■ Problem to solve:
Transcribe exactly, and only, the lines from the one containing "for softmask diagnostics." through the last line of the data.

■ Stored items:
+===+

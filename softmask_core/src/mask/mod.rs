// Copyright 2026 the Softmask Authors
// SPDX-License-Identifier: Apache-2.0 OR MIT

//! Mask tree data model.
//!
//! A *mask node* mirrors one masking component attached to a host element.
//! Each node has:
//!
//! - An identity ([`MaskId`]): a generational handle that becomes stale when
//!   the node is destroyed.
//! - Topology: a parent link to the nearest enclosing soft mask, plus ordered
//!   child links. Roots own the off-screen buffer their whole subtree
//!   composites into.
//! - **Configuration** ([`MaskConfig`]): mode, down-sampling, softness and
//!   the hierarchy flags.
//! - **Captured geometry**: bounds, mesh and source texture, supplied by the
//!   host whenever the mask graphic rebuilds.
//! - **Frame state**: `is_dirty`, the base stencil depth of a root, and the
//!   buffer handle.
//!
//! Nodes are stored in struct-of-arrays layout with index-based handles.
//! Auxiliary shapes live next to the tree in a [`ShapeRegistry`].
//!
//! # Dirty tracking
//!
//! Property mutations mark a dirty channel (see [`dirty`](crate::dirty));
//! [`MaskStore::collect_dirty`] folds them into the per-node flag once per
//! frame.

mod collect;
mod config;
mod id;
mod shape;
mod store;
mod traverse;

pub use collect::MaskChanges;
pub use config::{DownSamplingRate, MaskConfig, MaskingMode, SoftnessRange};
pub use id::{INVALID, MaskId, ShapeId};
pub use shape::{MaskingShape, ShapeMethod, ShapeRegistry};
pub use store::MaskStore;
pub use traverse::Children;
// Copyright 2026 the Softmask Authors
// SPDX-License-Identifier: Apache-2.0 OR MIT

//! Column-major 4×4 view/projection transform.
//!
//! Compositing draws mask geometry with the canvas camera's view/projection,
//! or with an orthographic projection of the viewport when the canvas has no
//! camera (screen-space overlay). This type covers just that: identity,
//! translation, scale, multiply, and the viewport projection.

use core::ops::Mul;

use kurbo::Size;

/// A column-major 4×4 transform stored as `[[f64; 4]; 4]`.
///
/// Each inner array is one *column*, matching GPU uniform layout.
#[derive(Clone, Copy, Debug, PartialEq)]
pub struct Transform3d {
    /// Four columns, each a 4-element array `[x, y, z, w]`.
    pub cols: [[f64; 4]; 4],
}

impl Transform3d {
    /// The 4×4 identity matrix.
    pub const IDENTITY: Self = Self {
        cols: [
            [1.0, 0.0, 0.0, 0.0],
            [0.0, 1.0, 0.0, 0.0],
            [0.0, 0.0, 1.0, 0.0],
            [0.0, 0.0, 0.0, 1.0],
        ],
    };

    /// Creates a transform from a column-major 2-D array.
    #[inline]
    #[must_use]
    pub const fn from_cols_array_2d(cols: [[f64; 4]; 4]) -> Self {
        Self { cols }
    }

    /// Returns column `i` (0-based).
    ///
    /// # Panics
    ///
    /// Panics if `i >= 4`.
    #[inline]
    #[must_use]
    pub const fn col(self, i: usize) -> [f64; 4] {
        self.cols[i]
    }

    /// Creates a pure translation transform.
    #[inline]
    #[must_use]
    pub const fn from_translation(x: f64, y: f64, z: f64) -> Self {
        Self {
            cols: [
                [1.0, 0.0, 0.0, 0.0],
                [0.0, 1.0, 0.0, 0.0],
                [0.0, 0.0, 1.0, 0.0],
                [x, y, z, 1.0],
            ],
        }
    }

    /// Creates a non-uniform scale transform.
    #[inline]
    #[must_use]
    pub const fn from_scale(sx: f64, sy: f64, sz: f64) -> Self {
        Self {
            cols: [
                [sx, 0.0, 0.0, 0.0],
                [0.0, sy, 0.0, 0.0],
                [0.0, 0.0, sz, 0.0],
                [0.0, 0.0, 0.0, 1.0],
            ],
        }
    }

    /// Orthographic projection mapping a top-left-origin viewport of the
    /// given size onto clip space `[-1, 1]²` (y up).
    ///
    /// Degenerate sizes are treated as one pixel.
    #[must_use]
    pub fn viewport_orthographic(viewport: Size) -> Self {
        let w = if viewport.width > 0.0 { viewport.width } else { 1.0 };
        let h = if viewport.height > 0.0 { viewport.height } else { 1.0 };
        Self::from_translation(-1.0, 1.0, 0.0) * Self::from_scale(2.0 / w, -2.0 / h, 1.0)
    }
}

impl Default for Transform3d {
    #[inline]
    fn default() -> Self {
        Self::IDENTITY
    }
}

impl Mul for Transform3d {
    type Output = Self;

    #[inline]
    fn mul(self, rhs: Self) -> Self {
        let a = &self.cols;
        let b = &rhs.cols;
        let mut out = [[0.0_f64; 4]; 4];
        let mut j = 0;
        while j < 4 {
            let mut i = 0;
            while i < 4 {
                out[j][i] =
                    a[0][i] * b[j][0] + a[1][i] * b[j][1] + a[2][i] * b[j][2] + a[3][i] * b[j][3];
                i += 1;
            }
            j += 1;
        }
        Self { cols: out }
    }
}
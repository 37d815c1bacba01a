// Copyright 2026 the Softmask Authors
// SPDX-License-Identifier: Apache-2.0 OR MIT

//! Recording, pretty-printing, and JSON export for softmask diagnostics.
//!
//! This crate provides [`TraceSink`](softmask_core::trace::TraceSink)
//! implementations for development and post-mortem analysis:
//!
//! - [`pretty::PrettyPrintSink`]: human-readable one-line-per-event output.
//! - [`recorder::RecorderSink`]: compact binary recording with
//!   [`recorder::decode`] for playback.
//! - [`json::export`] and [`json::summarize`]: JSON views of recorded bytes.

pub mod json;
pub mod pretty;
pub mod recorder;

+===+

■ Written solution:
//! Recording, pretty-printing, and JSON export for softmask diagnostics.
//!
//! This crate provides [`TraceSink`](softmask_core::trace::TraceSink)
//! implementations for development and post-mortem analysis:
//!
//! - [`pretty::PrettyPrintSink`]: human-readable one-line-per-event output.
//! - [`recorder::RecorderSink`]: compact binary recording with
//!   [`recorder::decode`] for playback.
//! - [`json::export`] and [`json::summarize`]: JSON views of recorded bytes.

pub mod json;
pub mod pretty;
pub mod recorder;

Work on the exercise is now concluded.